I personally like to leave the light on and use no flash. I have a Nikon d3100 which is a newer model dSLR. The lens is key here as it has an f-stop of f/1.8 which is a very wide aperture lens. This also gives you a shallow depth of field that blurs out what isn't in focus. Shallow depth of field allows the exposure to set the subject apart of the background and prevent the background from being a distraction but also add interest. In a Nikon SLR you can set your camera to "A" mode (Aperture Priority) and use the dial to set your Aperture to the lowest number possible. The lower the F-Stop the wider the aperture. The wider the aperture the more light that enters the lens onto the sensor. Remember though that the wider the aperture the shallower the depth of field becomes causing the background to blur more. If you want everything in focus then you'll either need to step back physically from your tank and take the picture and crop it later to show only what you want OR you'll need to set a smaller aperture (higher F-Stop number).

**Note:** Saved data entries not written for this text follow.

use crate::error::CoreError;
use chrono::NaiveDate;
use rust_decimal::Decimal;
use serde::{Deserialize, Serialize};

/// A single (date, price) observation on a trading day.
#[derive(Debug, Clone, Copy, PartialEq, Serialize, Deserialize)]
pub struct PricePoint {
    pub date: NaiveDate,
    pub price: Decimal,
}

/// An ordered daily price history for one instrument.
///
/// Invariants, enforced at construction and immutable afterwards:
/// - every price is strictly positive
/// - dates are strictly increasing (which also rules out duplicates)
#[derive(Debug, Clone, PartialEq, Serialize, Deserialize)]
pub struct PriceSeries {
    points: Vec<PricePoint>,
}

impl PriceSeries {
    pub fn new(points: Vec<PricePoint>) -> Result<Self, CoreError> {
        for window in points.windows(2) {
            if window[1].date <= window[0].date {
                return Err(CoreError::InvalidInput(
                    "PriceSeries".to_string(),
                    format!(
                        "dates must be strictly increasing ({} follows {})",
                        window[1].date, window[0].date
                    ),
                ));
            }
        }
        if let Some(bad) = points.iter().find(|p| p.price <= Decimal::ZERO) {
            return Err(CoreError::InvalidInput(
                "PriceSeries".to_string(),
                format!("price on {} is not positive: {}", bad.date, bad.price),
            ));
        }
        Ok(Self { points })
    }

    pub fn points(&self) -> &[PricePoint] {
        &self.points
    }

    pub fn len(&self) -> usize {
        self.points.len()
    }

    pub fn is_empty(&self) -> bool {
        self.points.is_empty()
    }
}

/// A single (date, simple return) observation.
#[derive(Debug, Clone, Copy, PartialEq, Serialize, Deserialize)]
pub struct ReturnPoint {
    pub date: NaiveDate,
    pub value: f64,
}

/// An ordered daily simple-return series.
///
/// Invariants, enforced at construction:
/// - dates are strictly increasing
/// - every value is finite (no NaN or infinity is permitted downstream)
#[derive(Debug, Clone, PartialEq, Serialize, Deserialize)]
pub struct ReturnSeries {
    points: Vec<ReturnPoint>,
}

impl ReturnSeries {
    pub fn new(points: Vec<ReturnPoint>) -> Result<Self, CoreError> {
        for window in points.windows(2) {
            if window[1].date <= window[0].date {
                return Err(CoreError::InvalidInput(
                    "ReturnSeries".to_string(),
                    format!(
                        "dates must be strictly increasing ({} follows {})",
                        window[1].date, window[0].date
                    ),
                ));
            }
        }
        if let Some(bad) = points.iter().find(|p| !p.value.is_finite()) {
            return Err(CoreError::InvalidInput(
                "ReturnSeries".to_string(),
                format!("return on {} is not finite: {}", bad.date, bad.value),
            ));
        }
        Ok(Self { points })
    }

    pub fn points(&self) -> &[ReturnPoint] {
        &self.points
    }

    /// The raw return values, in date order.
    pub fn values(&self) -> Vec<f64> {
        self.points.iter().map(|p| p.value).collect()
    }

    pub fn dates(&self) -> Vec<NaiveDate> {
        self.points.iter().map(|p| p.date).collect()
    }

    pub fn len(&self) -> usize {
        self.points.len()
    }

    pub fn is_empty(&self) -> bool {
        self.points.is_empty()
    }
}

/// Two return series restricted to their common dates, index-for-index
/// correspondent.
///
/// Invariant: both series have identical length and an identical date sequence.
#[derive(Debug, Clone, PartialEq, Serialize, Deserialize)]
pub struct AlignedPair {
    instrument: ReturnSeries,
    benchmark: ReturnSeries,
}

impl AlignedPair {
    pub fn new(instrument: ReturnSeries, benchmark: ReturnSeries) -> Result<Self, CoreError> {
        if instrument.len() != benchmark.len() {
            return Err(CoreError::InvalidInput(
                "AlignedPair".to_string(),
                format!(
                    "length mismatch: instrument has {} points, benchmark has {}",
                    instrument.len(),
                    benchmark.len()
                ),
            ));
        }
        if let Some((a, b)) = instrument
            .points()
            .iter()
            .zip(benchmark.points())
            .find(|(a, b)| a.date != b.date)
        {
            return Err(CoreError::InvalidInput(
                "AlignedPair".to_string(),
                format!("date mismatch: instrument {} vs benchmark {}", a.date, b.date),
            ));
        }
        Ok(Self {
            instrument,
            benchmark,
        })
    }

    pub fn instrument(&self) -> &ReturnSeries {
        &self.instrument
    }

    pub fn benchmark(&self) -> &ReturnSeries {
        &self.benchmark
    }

    pub fn len(&self) -> usize {
        self.instrument.len()
    }

    pub fn is_empty(&self) -> bool {
        self.instrument.is_empty()
    }
}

Shutter Priority or "S" mode on the Nikon dial allows you to set the Shutter speed while the camera figures out the rest (aperture, exposure, ISO, etc.) You can keep the shutter open longer but then you risk movement blur which I am sure you don't want at all. A faster shutter speed is best for stopping movement blur. 

Flash can sometimes not work in your favor unless you are using something called fill flash where the flash is filling in the dark areas of your subject as a secondary light source. In fill flash mode you are allowing the natural light to be primary and your flash to be a secondary light source to fill in the shadows for more detail. I personally like the natural shadows the tank provides so I most of the time stay away from using a flash. If you decide to use one though, don't take the picture head on like most people here are already suggesting. Take the picture at an angle or right up against the glass. Be careful not to damage your lens though while the lens is focusing when up against the glass. 

Last thing I can think of is post-processing. I have a mac so I use a program called Aperture or iPhoto should work as well. Photoshop will work too. I almost always crop my photos to capture what it is exactly that I want the viewer to see. For this reason I take an exposure that has more of the aquarium in it allowing me a wider margin for error and then crop the picture later. In post processing, you can color correct the exposure to brighten the shadows lower the highlights, etc. If you have aperture, I can give you specific tips on what to do to optimize your photo. Let me know what program you decide to use and maybe I can help. 

Most of the tricks up there might be accomplished on a regular point and shoot camera so read that manual and see what things you can do. I always tell people when they get a new camera to be sure to keep the manual handy. You don't need to know everything right away but being able to reference your manual to achieve what you want to accomplish is important to knowing what you're doing. 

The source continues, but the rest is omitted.